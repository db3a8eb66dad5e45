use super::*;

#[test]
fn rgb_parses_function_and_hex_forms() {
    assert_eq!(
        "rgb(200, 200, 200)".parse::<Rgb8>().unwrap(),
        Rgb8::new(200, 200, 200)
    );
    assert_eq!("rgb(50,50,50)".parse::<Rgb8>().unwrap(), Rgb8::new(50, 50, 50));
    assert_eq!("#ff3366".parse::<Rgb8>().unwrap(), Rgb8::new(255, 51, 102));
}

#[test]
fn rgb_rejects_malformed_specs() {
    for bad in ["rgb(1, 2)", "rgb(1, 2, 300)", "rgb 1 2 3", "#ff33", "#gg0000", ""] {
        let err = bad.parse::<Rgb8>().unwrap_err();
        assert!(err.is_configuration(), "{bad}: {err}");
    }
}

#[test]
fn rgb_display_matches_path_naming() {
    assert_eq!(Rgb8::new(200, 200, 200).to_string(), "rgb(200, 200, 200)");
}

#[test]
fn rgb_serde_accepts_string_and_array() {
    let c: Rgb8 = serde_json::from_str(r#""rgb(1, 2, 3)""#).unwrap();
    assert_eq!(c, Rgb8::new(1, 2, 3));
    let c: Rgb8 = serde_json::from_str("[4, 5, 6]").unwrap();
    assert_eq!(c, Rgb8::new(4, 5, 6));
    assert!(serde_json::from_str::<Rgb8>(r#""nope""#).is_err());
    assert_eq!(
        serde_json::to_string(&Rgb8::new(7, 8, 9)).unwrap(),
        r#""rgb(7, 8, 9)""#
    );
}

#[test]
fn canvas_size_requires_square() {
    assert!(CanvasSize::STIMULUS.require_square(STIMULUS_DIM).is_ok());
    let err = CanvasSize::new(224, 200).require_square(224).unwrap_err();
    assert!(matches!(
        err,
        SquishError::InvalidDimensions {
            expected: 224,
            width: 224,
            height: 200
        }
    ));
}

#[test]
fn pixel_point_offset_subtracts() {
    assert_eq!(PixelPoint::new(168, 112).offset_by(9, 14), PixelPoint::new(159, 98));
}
.....
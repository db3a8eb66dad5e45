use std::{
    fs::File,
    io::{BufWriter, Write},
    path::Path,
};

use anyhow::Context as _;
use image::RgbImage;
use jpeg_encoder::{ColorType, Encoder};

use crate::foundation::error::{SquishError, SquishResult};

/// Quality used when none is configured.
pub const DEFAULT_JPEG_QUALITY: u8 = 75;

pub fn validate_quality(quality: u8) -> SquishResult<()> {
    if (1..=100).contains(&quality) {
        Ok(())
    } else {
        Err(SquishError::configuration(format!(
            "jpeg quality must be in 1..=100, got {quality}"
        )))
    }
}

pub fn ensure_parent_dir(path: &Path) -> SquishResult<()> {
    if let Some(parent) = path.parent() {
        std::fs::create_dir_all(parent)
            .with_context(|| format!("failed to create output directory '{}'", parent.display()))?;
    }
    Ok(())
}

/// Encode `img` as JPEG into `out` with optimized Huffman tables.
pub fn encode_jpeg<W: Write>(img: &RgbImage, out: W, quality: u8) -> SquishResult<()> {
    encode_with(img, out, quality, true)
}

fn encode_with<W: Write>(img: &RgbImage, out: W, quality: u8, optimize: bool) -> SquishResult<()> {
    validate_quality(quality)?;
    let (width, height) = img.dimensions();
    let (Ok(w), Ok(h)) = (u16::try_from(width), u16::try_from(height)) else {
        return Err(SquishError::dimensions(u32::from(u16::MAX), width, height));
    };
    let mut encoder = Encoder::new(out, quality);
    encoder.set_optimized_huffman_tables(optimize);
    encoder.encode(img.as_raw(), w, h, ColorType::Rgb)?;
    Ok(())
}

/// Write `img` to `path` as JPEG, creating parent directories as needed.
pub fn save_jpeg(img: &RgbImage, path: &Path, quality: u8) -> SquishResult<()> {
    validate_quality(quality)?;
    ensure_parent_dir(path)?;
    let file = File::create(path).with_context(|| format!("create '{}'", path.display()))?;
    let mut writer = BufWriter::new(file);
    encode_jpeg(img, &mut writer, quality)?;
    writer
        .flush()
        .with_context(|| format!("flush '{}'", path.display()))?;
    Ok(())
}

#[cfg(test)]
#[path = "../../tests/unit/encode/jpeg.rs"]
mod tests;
.....
What the task asks: Could you set down, exactly as written, the lines above between the one holding "none is configured." and the one holding "if let Some(parent)", inclusive, and nothing more?

Solution:
/// Quality used when none is configured.
pub const DEFAULT_JPEG_QUALITY: u8 = 75;

pub fn validate_quality(quality: u8) -> SquishResult<()> {
    if (1..=100).contains(&quality) {
        Ok(())
    } else {
        Err(SquishError::configuration(format!(
            "jpeg quality must be in 1..=100, got {quality}"
        )))
    }
}

pub fn ensure_parent_dir(path: &Path) -> SquishResult<()> {
    if let Some(parent) = path.parent() {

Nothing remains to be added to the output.